AKP’nin fabrika ayarları

02 Temmuz 2021 Cuma

İktidar partisi AKP’de bir ucundan “fabrika ayarlarına dönüş” tartışması başladı. “İstanbul Sözleşmesi”nin yürürlükten kaldırılmasıyla bunun ilk işareti zaten verilmişti. Ancak hangi fabrika ayarları?

Kastedilen AKP’nin ilk yılları ise o yıllara yakından bakmak yararlı olur. Örneğin Yüksek Askeri Şûra’da (YAŞ) cemaat yapılanmalarıyla bağlantılı personelin ihracı için sürekli “şerh koyan” bir AKP. Örneğin Fethullah Gülen’i “Hocaefendi” olarak tanımlayan bir AKP. Sonrasında Fethullahçı subaylar TSK’yi kuşattı, darbe yapmaya kalkıştı. Gülen terör örgütü elebaşı oldu, ihanet etti.

Alan değiştirelim. Irak’ın kuzeyinde Türk askerlerinin kafasına çuval geçirilmesi sonrası sert tepki vermeyen AKP. Dönemin Genelkurmay Başkanının deyimiyle “Onur kırıcı” yaklaşım günümüzde daha farklı noktalara gelmiş durumda. O zaman yan yana durulan ABD, şimdi YPG’nin yanında.

Kıbrıs’ta Annan Planı’nı destekleyen AKP. Rum kesiminin reddetmesi belki de tarihsel bir dönüm noktası oldu, Türk tarafının hakları bu sayede korundu. Şimdi AKP iktidarı, doğru bir kararla adada iki bağımsız devlet olması gerektiğini savunuyor.

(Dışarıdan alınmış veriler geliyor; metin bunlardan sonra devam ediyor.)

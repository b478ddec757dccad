//! USB worker thread
//!
//! Dedicated thread owning the libusb context and the session manager. It
//! runs the libusb event loop, turns hot-plug notifications into attach and
//! detach calls, and answers commands from the Tokio runtime.

use crate::usb::device::UsbDevice;
use crate::usb::hotplug::{HotplugCallback, HotplugEvent};
use async_channel::{Receiver, Sender, unbounded};
use common::{DeviceSummary, SessionSummary, UsbCommand, UsbEvent, UsbWorker};
use driver::{
    CountingAllocator, DRIVER_NAME, DeviceKey, HostStatus, ManagerOptions, ResetOutcome,
    SessionManager, is_supported_id, lookup,
};
use rusb::{Context, Device, Hotplug, HotplugBuilder, Registration, UsbContext};
use std::sync::Arc;
use std::time::Duration;
use tracing::{debug, error, info, warn};

/// Settings the worker needs from configuration
#[derive(Debug, Clone)]
pub struct WorkerSettings {
    pub options: ManagerOptions,
    pub detach_kernel_driver: bool,
    pub poll_interval: Duration,
}

/// USB worker thread
pub struct UsbWorkerThread {
    context: Context,
    manager: SessionManager<UsbDevice>,
    buffers: Arc<CountingAllocator>,
    worker: UsbWorker,
    hotplug_rx: Receiver<HotplugEvent>,
    _hotplug_registration: Option<Registration<Context>>,
    settings: WorkerSettings,
}

impl UsbWorkerThread {
    /// Create the worker and register for device notifications
    ///
    /// Devices already on the bus are queued as arrivals.
    pub fn new(worker: UsbWorker, settings: WorkerSettings) -> Result<Self, rusb::Error> {
        let context = Context::new()?;
        let buffers = Arc::new(CountingAllocator::new());
        let manager = SessionManager::with_allocator(buffers.clone(), settings.options);
        let (hotplug_tx, hotplug_rx) = unbounded();

        let registration = if rusb::has_hotplug() {
            Some(register_hotplug(&context, hotplug_tx)?)
        } else {
            warn!("libusb has no hot-plug support, enumerating once");
            enumerate_devices(&context, &hotplug_tx)?;
            None
        };

        Ok(Self {
            context,
            manager,
            buffers,
            worker,
            hotplug_rx,
            _hotplug_registration: registration,
            settings,
        })
    }

    /// Run the event loop until a Shutdown command arrives
    pub fn run(mut self) -> Result<(), rusb::Error> {
        info!("USB worker thread started");

        loop {
            while let Ok(event) = self.hotplug_rx.try_recv() {
                self.handle_hotplug(event);
            }

            match self.worker.try_recv_command() {
                Some(UsbCommand::Shutdown) => {
                    info!("USB worker shutting down");
                    break;
                }
                Some(cmd) => self.handle_command(cmd),
                None => {}
            }

            match self.context.handle_events(Some(self.settings.poll_interval)) {
                Ok(()) => {}
                Err(rusb::Error::Interrupted) => {
                    debug!("USB event handling interrupted");
                }
                Err(e) => {
                    warn!("Error handling USB events: {}", e);
                    std::thread::sleep(self.settings.poll_interval);
                }
            }
        }

        let released = self.manager.detach_all();
        info!("{} deregistered, released {} session(s)", DRIVER_NAME, released);
        if self.buffers.outstanding() != 0 {
            error!(
                "{} transfer buffer(s) still outstanding after shutdown",
                self.buffers.outstanding()
            );
        }

        info!("USB worker thread stopped");
        Ok(())
    }

    fn handle_hotplug(&mut self, event: HotplugEvent) {
        match event {
            HotplugEvent::Arrived(device) => self.handle_device_arrived(device),
            HotplugEvent::Left { bus, address } => self.handle_device_left(bus, address),
        }
    }

    /// Attach every interface of a newly arrived device
    fn handle_device_arrived(&mut self, device: Device<Context>) {
        let usb = match UsbDevice::new(device) {
            Ok(usb) => usb,
            Err(e) => {
                warn!("Failed to read arrived device: {}", e);
                return;
            }
        };
        if !is_supported_id(usb.vendor_id(), usb.product_id()) {
            return;
        }

        let identity = usb.identity();
        debug!("Device arrived: {}", identity);

        let interfaces = match usb.interface_endpoints() {
            Ok(interfaces) => interfaces,
            Err(e) => {
                warn!("Failed to read configuration of {}: {}", identity, e);
                return;
            }
        };

        let usb = Arc::new(usb);
        for (number, endpoints) in interfaces {
            let key = DeviceKey::new(usb.bus_number(), usb.device_address(), number);

            if let Err(e) = self
                .manager
                .attach(key, Arc::clone(&usb), identity, &endpoints)
            {
                error!("{}: {} ({})", key, e, e.host_status());
                self.notify(UsbEvent::AttachFailed {
                    key,
                    identity,
                    status: e.host_status(),
                    message: e.to_string(),
                });
                continue;
            }

            if let Err(e) = usb.claim_interface(number, self.settings.detach_kernel_driver) {
                error!("{}: failed to claim interface: {}", key, e);
                self.manager.detach(&key);
                self.notify(UsbEvent::AttachFailed {
                    key,
                    identity,
                    status: HostStatus::Busy,
                    message: format!("Failed to claim interface {}: {}", number, e),
                });
                continue;
            }

            self.notify(UsbEvent::SessionAttached { key, identity });
        }
    }

    fn handle_device_left(&mut self, bus: u8, address: u8) {
        for key in self.manager.detach_device(bus, address) {
            self.notify(UsbEvent::SessionDetached { key });
        }
    }

    fn handle_command(&mut self, cmd: UsbCommand) {
        match cmd {
            UsbCommand::ListSessions { response } => {
                let sessions = self
                    .manager
                    .keys()
                    .into_iter()
                    .filter_map(|key| {
                        self.manager
                            .session(&key)
                            .map(|session| SessionSummary::from_session(key, session))
                    })
                    .collect();
                let _ = response.send(sessions);
            }

            UsbCommand::ListDevices { response } => {
                let _ = response.send(self.list_devices());
            }

            UsbCommand::ResetDevice {
                bus,
                address,
                response,
            } => {
                let _ = response.send(self.reset_device(bus, address));
            }

            UsbCommand::Shutdown => {
                // Handled in run()
            }
        }
    }

    /// Devices on the bus that match the id table
    fn list_devices(&self) -> common::Result<Vec<DeviceSummary>> {
        let devices = self
            .context
            .devices()
            .map_err(|e| common::Error::Usb(e.to_string()))?;

        let mut summaries = Vec::new();
        for device in devices.iter() {
            let Ok(usb) = UsbDevice::new(device) else {
                continue;
            };
            let Some(classification) = lookup(usb.vendor_id(), usb.product_id()) else {
                continue;
            };

            summaries.push(DeviceSummary {
                bus: usb.bus_number(),
                address: usb.device_address(),
                identity: usb.identity(),
                classification,
                bound_interfaces: self
                    .manager
                    .keys_for_device(usb.bus_number(), usb.device_address())
                    .len(),
            });
        }

        debug!("Listing {} matching devices", summaries.len());
        Ok(summaries)
    }

    /// Bus-reset one device with its sessions suspended around the reset
    fn reset_device(
        &mut self,
        bus: u8,
        address: u8,
    ) -> common::Result<Vec<(DeviceKey, ResetOutcome)>> {
        let keys = self.manager.keys_for_device(bus, address);
        let Some(usb) = keys
            .first()
            .and_then(|key| self.manager.session(key))
            .map(|session| Arc::clone(session.device()))
        else {
            return Err(common::Error::Usb(format!(
                "No session bound to {:03}:{:03}",
                bus, address
            )));
        };

        for key in &keys {
            self.manager.pre_reset(key);
        }

        let result = usb.reset();

        let outcomes = keys
            .iter()
            .map(|key| (*key, self.manager.post_reset(key)))
            .collect();

        result.map_err(|e| common::Error::Usb(format!("Reset failed: {}", e)))?;
        info!("Reset device {:03}:{:03}", bus, address);
        Ok(outcomes)
    }

    fn notify(&self, event: UsbEvent) {
        if let Err(e) = self.worker.send_event(event) {
            debug!("Event not delivered: {}", e);
        }
    }
}

fn register_hotplug(
    context: &Context,
    sender: Sender<HotplugEvent>,
) -> Result<Registration<Context>, rusb::Error> {
    let callback: Box<dyn Hotplug<Context>> = Box::new(HotplugCallback::new(sender));

    let registration = HotplugBuilder::new()
        .enumerate(true)
        .register(context, callback)?;

    debug!("Hot-plug callbacks registered");
    Ok(registration)
}

/// Queue every matching device currently on the bus as an arrival
fn enumerate_devices(context: &Context, sender: &Sender<HotplugEvent>) -> Result<(), rusb::Error> {
    for device in context.devices()?.iter() {
        let matches = device
            .device_descriptor()
            .map(|d| is_supported_id(d.vendor_id(), d.product_id()))
            .unwrap_or(false);
        if matches && sender.try_send(HotplugEvent::Arrived(device)).is_err() {
            warn!("Hot-plug queue closed during enumeration");
        }
    }
    Ok(())
}

/// Spawn the USB worker thread
///
/// The thread runs until a Shutdown command is received or setup fails.
pub fn spawn_usb_worker(
    worker: UsbWorker,
    settings: WorkerSettings,
) -> std::io::Result<std::thread::JoinHandle<Result<(), rusb::Error>>> {
    std::thread::Builder::new()
        .name("usb-worker".to_string())
        .spawn(move || {
            let worker_thread = UsbWorkerThread::new(worker, settings)?;
            worker_thread.run()
        })
}

#[cfg(test)]
mod tests {
    use super::*;
    use common::create_usb_bridge;

    fn settings() -> WorkerSettings {
        WorkerSettings {
            options: ManagerOptions::default(),
            detach_kernel_driver: false,
            poll_interval: Duration::from_millis(10),
        }
    }

    #[test]
    fn test_usb_worker_creation() {
        let (_bridge, worker) = create_usb_bridge();

        // USB context creation may fail without permissions
        match UsbWorkerThread::new(worker, settings()) {
            Ok(thread) => assert!(thread.manager.is_empty()),
            Err(e) => eprintln!("USB worker creation failed (expected without USB access): {}", e),
        }
    }

    #[test]
    fn test_reset_without_session() {
        let (_bridge, worker) = create_usb_bridge();
        let Ok(mut thread) = UsbWorkerThread::new(worker, settings()) else {
            return;
        };

        assert!(thread.reset_device(250, 250).is_err());
    }
}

Bagajdaki yüklerden biri de Ermenistan’dı. Ermenistan ile sınırları açmak isteyen AKP. AKP’li ilk Cumhurbaşkanı Abdullah Gül, Serj Sarkisyan ile futbol maçı izledi, kardeş Azerbaycan gücendirildi. Sonra politika tam tersine döndü, iyi ki döndü. Karabağ’da Ermeni yayılmacılığı geriletildi.

Ekonomiden örnek: “Babalar gibi satan” AKP. Satılan değerlerden birisi Telekom’du. AKP iktidarının ilk döneminde alkış tufanıyla satıldı. Kurumda neler oldu, Türkiye ne tür kayıplar yaşadı, tahminler var ancak somut verileri ortaya koyacak bir araştırma yok. “Başarılı özelleştirme örneği” Telekom yine AKP döneminde Türk bankalarının üstüne kaldı.

Satacak bir şey kalmadı. Varlık Fonu kalanları bünyesine aldı denetim karartıldı. 

Yukarıdaki örneklerden sonra rahatlıkla sorma hakkımızın olduğunu düşünüyoruz: Emin misiniz, hangi fabrika ayarları?


ALTAY TANKININ YENİ MACERASI

1990’lı yıllarda Silahlı Kuvvetler’de kendi silahını yapma bilinci iyice kadrolara yerleşmişti. Atak helikopteri düşünceden gerçeğe dönüştü. Ancak Altay tankında seri üretim gecikti. Tankın ilk örneğinin geliştirilmesinin ardından seri üretim için yapılan ihale süreçleri uzadı. Sonunda karar kılındı, seri üretimi BMC yapacaktı. Sorunlar bitmedi. Motor geliştirecek firma, Avusturya hükümetinin ambargosu nedeniyle başarısız oldu. BMC kendisi güç grubu geliştirmeye başladı. Derken Tank Palet’in de verildiği  BMC’nin ortaklık yapısı değişti. Kulislere yansıyan bilgilere göre Katarlı ortak, büyük Türk ortaklarla anlaşamıyordu. Bu konuda Türk yetkililere sık sık yakınmalarını dile getiriyorlardı. Sonunda pek gönüllü olmasa da Tosyalı Grup, Türk ortakların hisselerini üstlendi. İşin başına Murat Yalçıntaş getirildi. Anlaşılan Altay Tankı ve Tank Palet Fabrikası’nın yeni macerası başlamış durumda.